Jakarta (ANTARA News) - Lembaga Perlindungan Saksi dan Korban (LPSK) mencatat selama 2017 sebanyak 55 korban tindak pidana maupun keluarganya dikabulkan pengadilan menerima ganti rugi (restitusi) dari pelaku kejahatan.

"Di 2017 kita memfasilitasi restitusi bagi 55 orang korban tindak pidana," kata Ketua LPSK Abdul Haris Semendawai saat konferensi pers catatan monumental 2017 dan fokus kerja 2018 di Kantor LPSK Jakarta, Rabu.

Semendawi merinci dari 55 korban tindak pidana ini, sebanyak 54 orang merupakan korban tindak pidana perdagangan orang (TPPO) dan satu orang merupakan korban tindak pidana kekerasan dalam rumah tangga (KDRT).

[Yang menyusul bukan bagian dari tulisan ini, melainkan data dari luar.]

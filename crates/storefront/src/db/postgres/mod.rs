//! `PostgreSQL` implementation of the storage ports.
//!
//! Queries are plain runtime `sqlx::query_as` calls over `FromRow` row
//! structs; each submodule converts its rows into `musicshop_core` types.

mod carts;
mod catalog;
mod customers;
mod inventory;
mod orders;
mod wishlist;

use sqlx::PgPool;

/// Storage backed by a `PostgreSQL` pool.
#[derive(Clone)]
pub struct PgStore {
    pool: PgPool,
}

impl PgStore {
    #[must_use]
    pub const fn new(pool: PgPool) -> Self {
        Self { pool }
    }

    /// The underlying pool, for health checks and the session store.
    #[must_use]
    pub const fn pool(&self) -> &PgPool {
        &self.pool
    }
}

impl std::fmt::Debug for PgStore {
    fn fmt(&self, f: &mut std::fmt::Formatter<'_>) -> std::fmt::Result {
        f.debug_struct("PgStore")
            .field("pool_size", &self.pool.size())
            .finish()
    }
}
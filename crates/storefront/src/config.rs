//! Storefront configuration loaded from environment variables.
//!
//! # Environment Variables
//!
//! ## Required
//! - `MUSICSHOP_DATABASE_URL` - `PostgreSQL` connection string (falls back to `DATABASE_URL`)
//! - `MUSICSHOP_BASE_URL` - Public URL for the storefront
//! - `MUSICSHOP_SESSION_SECRET` - Session signing secret (min 32 chars, high entropy)
//!
//! ## Optional
//! - `MUSICSHOP_HOST` - Bind address (default: 127.0.0.1)
//! - `MUSICSHOP_PORT` - Listen port (default: 3000)
//! - `MUSICSHOP_CURRENCY` - Currency prices are shown in (default: USD)
//! - `SENTRY_DSN` - Sentry error tracking DSN
//! - `SENTRY_ENVIRONMENT` - Sentry environment name
//! - `SENTRY_SAMPLE_RATE` - Error sample rate, 0.0 to 1.0 (default: 1.0)
//! - `SENTRY_TRACES_SAMPLE_RATE` - Transaction sample rate, 0.0 to 1.0 (default: 0.0)

use std::collections::HashMap;
use std::net::{IpAddr, SocketAddr};

use secrecy::{ExposeSecret, SecretString};
use thiserror::Error;

use musicshop_core::CurrencyCode;

const MIN_SESSION_SECRET_LENGTH: usize = 32;
const MIN_ENTROPY_BITS_PER_CHAR: f64 = 3.3;

/// Lowercase substrings that mark a secret as a placeholder.
const PLACEHOLDER_PATTERNS: &[&str] = &[
    "your-",
    "changeme",
    "replace",
    "placeholder",
    "example",
    "secret",
    "password",
    "xxx",
    "todo",
    "insert",
    "put-your",
];

/// Configuration errors that can occur during loading.
#[derive(Debug, Error)]
pub enum ConfigError {
    #[error("Missing environment variable: {0}")]
    MissingEnvVar(String),
    #[error("Invalid environment variable {0}: {1}")]
    InvalidEnvVar(String, String),
    #[error("Insecure secret in {0}: {1}")]
    InsecureSecret(String, String),
}

/// Storefront application configuration.
///
/// `Debug` is implemented by hand so the database URL and session secret
/// never reach logs.
#[derive(Clone)]
pub struct StorefrontConfig {
    /// `PostgreSQL` database connection URL (contains password)
    pub database_url: SecretString,
    pub host: IpAddr,
    pub port: u16,
    /// Public base URL; `https://` turns on secure cookies
    pub base_url: String,
    pub session_secret: SecretString,
    /// Currency used to render prices
    pub currency: CurrencyCode,
    pub sentry: SentryConfig,
}

/// Sentry error reporting settings.
#[derive(Debug, Clone, Default)]
pub struct SentryConfig {
    pub dsn: Option<String>,
    pub environment: Option<String>,
    pub sample_rate: f32,
    pub traces_sample_rate: f32,
}

impl std::fmt::Debug for StorefrontConfig {
    fn fmt(&self, f: &mut std::fmt::Formatter<'_>) -> std::fmt::Result {
        f.debug_struct("StorefrontConfig")
            .field("database_url", &"[REDACTED]")
            .field("host", &self.host)
            .field("port", &self.port)
            .field("base_url", &self.base_url)
            .field("session_secret", &"[REDACTED]")
            .field("currency", &self.currency)
            .field("sentry", &self.sentry)
            .finish()
    }
}

impl StorefrontConfig {
    /// Load configuration from environment variables.
    ///
    /// Calls `dotenvy::dotenv()` to load from `.env` file if present.
    ///
    /// # Errors
    ///
    /// Returns `ConfigError` if required variables are missing, invalid, or
    /// if secrets fail validation (placeholder detection, entropy check).
    pub fn from_env() -> Result<Self, ConfigError> {
        let _ = dotenvy::dotenv();

        let database_url = get_database_url("MUSICSHOP_DATABASE_URL")?;
        let host = parse_env("MUSICSHOP_HOST", "127.0.0.1")?;
        let port = parse_env("MUSICSHOP_PORT", "3000")?;
        let base_url = get_required_env("MUSICSHOP_BASE_URL")?;
        url::Url::parse(&base_url).map_err(|e| {
            ConfigError::InvalidEnvVar("MUSICSHOP_BASE_URL".to_string(), e.to_string())
        })?;
        let session_secret = get_validated_secret("MUSICSHOP_SESSION_SECRET")?;
        validate_session_secret(&session_secret, "MUSICSHOP_SESSION_SECRET")?;
        let currency = get_env_or_default("MUSICSHOP_CURRENCY", "USD")
            .parse::<CurrencyCode>()
            .map_err(|e| ConfigError::InvalidEnvVar("MUSICSHOP_CURRENCY".to_string(), e))?;

        Ok(Self {
            database_url,
            host,
            port,
            base_url,
            session_secret,
            currency,
            sentry: SentryConfig::from_env()?,
        })
    }

    /// Returns the socket address for binding the server.
    #[must_use]
    pub const fn socket_addr(&self) -> SocketAddr {
        SocketAddr::new(self.host, self.port)
    }

    /// Whether the storefront is served over HTTPS.
    #[must_use]
    pub fn is_secure(&self) -> bool {
        self.base_url.starts_with("https://")
    }
}

impl SentryConfig {
    fn from_env() -> Result<Self, ConfigError> {
        Ok(Self {
            dsn: get_optional_env("SENTRY_DSN"),
            environment: get_optional_env("SENTRY_ENVIRONMENT"),
            sample_rate: parse_rate("SENTRY_SAMPLE_RATE", "1.0")?,
            traces_sample_rate: parse_rate("SENTRY_TRACES_SAMPLE_RATE", "0.0")?,
        })
    }
}

// =============================================================================
// Helper Functions
// =============================================================================

fn get_required_env(key: &str) -> Result<String, ConfigError> {
    std::env::var(key).map_err(|_| ConfigError::MissingEnvVar(key.to_string()))
}

/// Get database URL with fallback to generic `DATABASE_URL`.
fn get_database_url(primary_key: &str) -> Result<SecretString, ConfigError> {
    std::env::var(primary_key)
        .or_else(|_| std::env::var("DATABASE_URL"))
        .map(SecretString::from)
        .map_err(|_| ConfigError::MissingEnvVar(primary_key.to_string()))
}

fn get_optional_env(key: &str) -> Option<String> {
    std::env::var(key).ok().filter(|value| !value.is_empty())
}

fn get_env_or_default(key: &str, default: &str) -> String {
    std::env::var(key).unwrap_or_else(|_| default.to_string())
}

fn parse_env<T>(key: &str, default: &str) -> Result<T, ConfigError>
where
    T: std::str::FromStr,
    T::Err: std::fmt::Display,
{
    get_env_or_default(key, default)
        .parse::<T>()
        .map_err(|e| ConfigError::InvalidEnvVar(key.to_string(), e.to_string()))
}

/// Parse a sample rate and check it lies in `0.0..=1.0`.
fn parse_rate(key: &str, default: &str) -> Result<f32, ConfigError> {
    let rate: f32 = parse_env(key, default)?;
    if (0.0..=1.0).contains(&rate) {
        Ok(rate)
    } else {
        Err(ConfigError::InvalidEnvVar(
            key.to_string(),
            format!("{rate} is outside 0.0..=1.0"),
        ))
    }
}

fn validate_session_secret(secret: &SecretString, var_name: &str) -> Result<(), ConfigError> {
    let value = secret.expose_secret();
    if value.len() < MIN_SESSION_SECRET_LENGTH {
        return Err(ConfigError::InsecureSecret(
            var_name.to_string(),
            format!(
                "must be at least {} characters (got {})",
                MIN_SESSION_SECRET_LENGTH,
                value.len()
            ),
        ));
    }
    Ok(())
}

/// Shannon entropy in bits per character.
fn shannon_entropy(s: &str) -> f64 {
    if s.is_empty() {
        return 0.0;
    }

    let mut freq: HashMap<char, usize> = HashMap::new();
    for c in s.chars() {
        *freq.entry(c).or_insert(0) += 1;
    }

    #[allow(clippy::cast_precision_loss)]
    let len = s.chars().count() as f64;
    freq.values()
        .map(|&count| {
            #[allow(clippy::cast_precision_loss)]
            let p = count as f64 / len;
            -p * p.log2()
        })
        .sum()
}

/// Reject placeholders and low-entropy values.
fn validate_secret_strength(secret: &str, var_name: &str) -> Result<(), ConfigError> {
    let lower = secret.to_lowercase();

    if let Some(pattern) = PLACEHOLDER_PATTERNS.iter().find(|p| lower.contains(*p)) {
        return Err(ConfigError::InsecureSecret(
            var_name.to_string(),
            format!("appears to be a placeholder (contains '{pattern}')"),
        ));
    }

    let entropy = shannon_entropy(secret);
    if entropy < MIN_ENTROPY_BITS_PER_CHAR {
        return Err(ConfigError::InsecureSecret(
            var_name.to_string(),
            format!(
                "entropy too low ({entropy:.2} bits/char, need >= {MIN_ENTROPY_BITS_PER_CHAR:.1}). Use a randomly generated secret."
            ),
        ));
    }

    Ok(())
}

fn get_validated_secret(key: &str) -> Result<SecretString, ConfigError> {
    let value = get_required_env(key)?;
    validate_secret_strength(&value, key)?;
    Ok(SecretString::from(value))
}
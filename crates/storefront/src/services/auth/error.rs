//! Errors from registration and login.

use thiserror::Error;

use musicshop_core::EmailError;

use crate::db::RepositoryError;

#[derive(Debug, Error)]
pub enum AuthError {
    #[error("invalid email: {0}")]
    InvalidEmail(#[from] EmailError),

    /// Unknown email or wrong password. The two are reported the same way.
    #[error("email or password is incorrect")]
    InvalidCredentials,

    /// A session refers to a user that no longer exists.
    #[error("no such account")]
    UserNotFound,

    #[error("an account with this email already exists")]
    UserAlreadyExists,

    /// The password was rejected; the message says why.
    #[error("{0}")]
    WeakPassword(String),

    #[error(transparent)]
    Repository(#[from] RepositoryError),

    /// argon2 could not hash a new password or parse a stored hash.
    #[error("password hashing failed")]
    PasswordHash,
}

impl AuthError {
    /// Whether the visitor can fix this by changing what they typed.
    #[must_use]
    pub const fn is_input_error(&self) -> bool {
        matches!(
            self,
            Self::InvalidEmail(_)
                | Self::InvalidCredentials
                | Self::UserAlreadyExists
                | Self::WeakPassword(_)
        )
    }
}

#[cfg(test)]
mod tests {
    use super::*;

    #[test]
    fn test_input_errors() {
        assert!(AuthError::InvalidCredentials.is_input_error());
        assert!(AuthError::WeakPassword("too short".to_string()).is_input_error());
        assert!(!AuthError::PasswordHash.is_input_error());
        assert!(!AuthError::UserNotFound.is_input_error());
    }

    #[test]
    fn test_weak_password_shows_reason() {
        let err = AuthError::WeakPassword("password must be at least 8 characters".to_string());
        assert_eq!(err.to_string(), "password must be at least 8 characters");
    }
}
//! Database migrations.
//!
//! Applies `crates/storefront/migrations/` and then creates the
//! tower-sessions table used by the storefront session layer.

use tower_sessions_sqlx_store::PostgresStore;
use tracing::info;

use super::CliError;

/// Run all migrations.
///
/// # Errors
///
/// Returns an error if the database is unreachable or a migration fails.
pub async fn run() -> Result<(), CliError> {
    let store = super::connect().await?;

    info!("Running shop migrations...");
    sqlx::migrate!("../storefront/migrations")
        .run(store.pool())
        .await?;

    info!("Creating session table...");
    PostgresStore::new(store.pool().clone()).migrate().await?;

    info!("Migrations complete!");
    Ok(())
}
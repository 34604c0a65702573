//! Application state shared across handlers.

use std::sync::Arc;

use sqlx::PgPool;

use musicshop_core::{CurrencyCode, Price};
use rust_decimal::Decimal;

use crate::config::StorefrontConfig;
use crate::db::PgStore;

/// Application state shared across all handlers.
///
/// Cheap to clone; everything lives behind one `Arc`.
#[derive(Clone)]
pub struct AppState {
    inner: Arc<AppStateInner>,
}

struct AppStateInner {
    config: StorefrontConfig,
    store: PgStore,
}

impl AppState {
    #[must_use]
    pub fn new(config: StorefrontConfig, pool: PgPool) -> Self {
        Self {
            inner: Arc::new(AppStateInner {
                config,
                store: PgStore::new(pool),
            }),
        }
    }

    #[must_use]
    pub fn config(&self) -> &StorefrontConfig {
        &self.inner.config
    }

    /// The `PostgreSQL`-backed store that services run against.
    #[must_use]
    pub fn store(&self) -> &PgStore {
        &self.inner.store
    }

    #[must_use]
    pub fn pool(&self) -> &PgPool {
        self.inner.store.pool()
    }

    #[must_use]
    pub fn currency(&self) -> CurrencyCode {
        self.inner.config.currency
    }

    /// Format an amount in the shop currency.
    #[must_use]
    pub fn price(&self, amount: Decimal) -> String {
        Price::new(amount, self.currency()).display()
    }
}
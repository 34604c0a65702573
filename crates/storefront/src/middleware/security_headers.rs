//! Security headers for every response.
//!
//! Pages are server-rendered HTML with same-origin styles and plain form
//! posts, so the policy allows nothing from other origins.

use axum::{
    extract::Request,
    http::{
        HeaderName, HeaderValue,
        header::{
            CACHE_CONTROL, CONTENT_SECURITY_POLICY, REFERRER_POLICY, X_CONTENT_TYPE_OPTIONS,
            X_FRAME_OPTIONS,
        },
    },
    middleware::Next,
    response::Response,
};

const CSP: &str = "default-src 'none'; \
                   script-src 'self'; \
                   style-src 'self'; \
                   img-src 'self' data:; \
                   font-src 'self'; \
                   connect-src 'self'; \
                   object-src 'none'; \
                   base-uri 'self'; \
                   form-action 'self'; \
                   frame-ancestors 'none'";

const PERMISSIONS_POLICY: &str = "camera=(), geolocation=(), microphone=(), payment=(), usb=()";

pub async fn security_headers_middleware(request: Request, next: Next) -> Response {
    let mut response = next.run(request).await;
    let headers = response.headers_mut();

    headers.insert(X_FRAME_OPTIONS, HeaderValue::from_static("DENY"));
    headers.insert(X_CONTENT_TYPE_OPTIONS, HeaderValue::from_static("nosniff"));
    headers.insert(
        REFERRER_POLICY,
        HeaderValue::from_static("strict-origin-when-cross-origin"),
    );
    headers.insert(CONTENT_SECURITY_POLICY, HeaderValue::from_static(CSP));
    headers.insert(
        HeaderName::from_static("permissions-policy"),
        HeaderValue::from_static(PERMISSIONS_POLICY),
    );
    headers.insert(
        HeaderName::from_static("cross-origin-opener-policy"),
        HeaderValue::from_static("same-origin"),
    );

    // Cart and account pages are per-visitor; static assets set their own.
    if !headers.contains_key(CACHE_CONTROL) {
        headers.insert(CACHE_CONTROL, HeaderValue::from_static("no-store"));
    }

    response
}
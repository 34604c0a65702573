//! Authentication extractors.
//!
//! The logged-in user lives in the session under
//! [`session_keys::CURRENT_USER`]; these extractors read it back.

use axum::{
    extract::FromRequestParts,
    http::{StatusCode, request::Parts},
    response::{IntoResponse, Redirect, Response},
};
use tower_sessions::Session;

use crate::models::{CurrentUser, session_keys};

/// Extractor that requires a logged-in user.
///
/// Page requests are redirected to the login form; anything else gets a
/// bare 401.
///
/// ```rust,ignore
/// async fn account(RequireAuth(user): RequireAuth) -> impl IntoResponse {
///     format!("Hello, {}!", user.display_name)
/// }
/// ```
pub struct RequireAuth(pub CurrentUser);

/// Rejection for [`RequireAuth`].
#[derive(Debug)]
pub enum AuthRejection {
    RedirectToLogin,
    Unauthorized,
}

impl IntoResponse for AuthRejection {
    fn into_response(self) -> Response {
        match self {
            Self::RedirectToLogin => Redirect::to("/auth/login").into_response(),
            Self::Unauthorized => StatusCode::UNAUTHORIZED.into_response(),
        }
    }
}

impl<S> FromRequestParts<S> for RequireAuth
where
    S: Send + Sync,
{
    type Rejection = AuthRejection;

    async fn from_request_parts(parts: &mut Parts, _state: &S) -> Result<Self, Self::Rejection> {
        let session = parts
            .extensions
            .get::<Session>()
            .ok_or(AuthRejection::Unauthorized)?;

        current_user(session).await.map(Self).ok_or_else(|| {
            if parts.method == axum::http::Method::GET {
                AuthRejection::RedirectToLogin
            } else {
                AuthRejection::Unauthorized
            }
        })
    }
}

/// Extractor that reads the current user if there is one.
pub struct OptionalAuth(pub Option<CurrentUser>);

impl<S> FromRequestParts<S> for OptionalAuth
where
    S: Send + Sync,
{
    type Rejection = std::convert::Infallible;

    async fn from_request_parts(parts: &mut Parts, _state: &S) -> Result<Self, Self::Rejection> {
        let user = match parts.extensions.get::<Session>() {
            Some(session) => current_user(session).await,
            None => None,
        };
        Ok(Self(user))
    }
}

/// The user stored in `session`. Unreadable entries count as logged out.
pub async fn current_user(session: &Session) -> Option<CurrentUser> {
    session
        .get::<CurrentUser>(session_keys::CURRENT_USER)
        .await
        .ok()
        .flatten()
}

/// Store the logged-in user.
///
/// # Errors
///
/// Returns an error if the session cannot be modified.
pub async fn set_current_user(
    session: &Session,
    user: &CurrentUser,
) -> Result<(), tower_sessions::session::Error> {
    session.insert(session_keys::CURRENT_USER, user).await
}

Ketua LPSK ini juga mengungkapkan bahwa dari 55 korban tindak pidana ini jumlah restitusi yang yang difasilitasi LPSK mencapai Rp1.082.534.000.

"Jumlah tersebut masih akan bertambah dengan pembayaran restusi bagi satu orang terlindung yang rencananya hari ini baru diserahkan melalui Pengadilan Negeri Praya di Lombok Tengah sebesar Rp33 juta," kata Semendawai.

Dia juga mengungkapkan pihaknya telah mengirimkan tim untuk menghadiri dalam rangka penyerahan ganti rugi tersebut.

Ketua LPSK ini mengakui bahwa restitusi melalui putusan pengadilan pidana mendapatkan perkembangan yang cukup signifikan di 2017.

"Cukup banyak pemohon restitusi yang diajukan melalui sistem peradilan pidana dan dikabulkan. Tidak hanya pelaku dihukum pidana berupa penjara atau denda, tetapi pelaku juga diputuskan untuk membayar ganti rugi pada korban kejahatan," tuturnya.

Semandawai mengakui bahwa restitusi ini merupakan hal yang baru, di mana sebelumnya bahwa proses pidana itu hanya fokus bagaimana menghukum si pelaku dengan hukuman penjara atau denda, tetapi sekarang tidak hanya hukuman penjara dan denda, namun juga ganti rugi kepada korban.

Dia juga mengungkapkan bahwa tren naiknya restitusi ini tidak hanya di dalam negeri saja, tetapi kasus perdagangan orang di luar negeri juga menunjukkan tren yang positif.

Semendawai mencontohkan kasus Erwiana, tenaga kerja Indonesia di Hong Kong korban penyiksaan oleh majikannya, yang juga telah dimenangkan pengadilan Hong Kong untuk membayar ganti rugi sekitar Rp1 miliar lebih.

"Kemarin korban datang ke LPSK menyampaikan terima kasih atas bantuan yang kita berikan selama ini bekerja sama teman-teman LSM Kabar Bumi yang memfasilitasi sehingga korban memperoleh ganti rugi lebih dari 1 miliar," ungkapnya.

Semendawai mengatakan putusan pengadilan di Hongkong telah memutuskan untuk membayar ganti rugi, meskipun uangnya sendiri belum diterima karena masih dalam tahap proses untuk dieksekusi.

Ketua LPSK mengatakan torehan keberhasilan dalam memfasilitasi restitusi yang dilakukan LPSK bagi para korban tindak pidana perlu mendapatkan perhatian.

"Ini penting untuk semakin memasyarakatkan bahwa korban tindak pidana sebenarnya memiliki hak untuk mendapatkan ganti kerugian dari pelaku," ujarnya.

Semendawai mengungkapkan bahwa pemberian restitusi pada korban TPPO sudah diatur khusus dalam Undang-undang Pemberantasan TPPO.

Hal lain yang dimiliki korban, lanjut Semendawai, khusus tindak pidana terorisme, yaitu kompensasi atau ganti rugi yang diberikan kepada para korban dan keluarganya dari negara.

Pada 2017 LPSK memfasilitasi korban aksi terorisme di Samarinda, Kalimantan Timur, dimana tuntutan kompensasi yang diajukan korban dikabulkan Majelis Hakim Pengadilan Jakarta Timur yang menyidangkan kasus tersebut.

Semendawai mengakui bahwa sebelumnya pihaknya juga memfasilitasi kompensasi bagi korban terorisme Jalan MH Thamrin Jakarta pusat, namun belum ada keseragaman pemahaman dengan penegak hukum, dalam hal ini jaksa, maka kompensasi itu tidak masuk dalam tuntutan.

"Putusan kasus terorisme Samarinda memperlihatkan sudah ada kesatuan cara pandang terhadap korban diantara penegak hukum," kata Semendawai.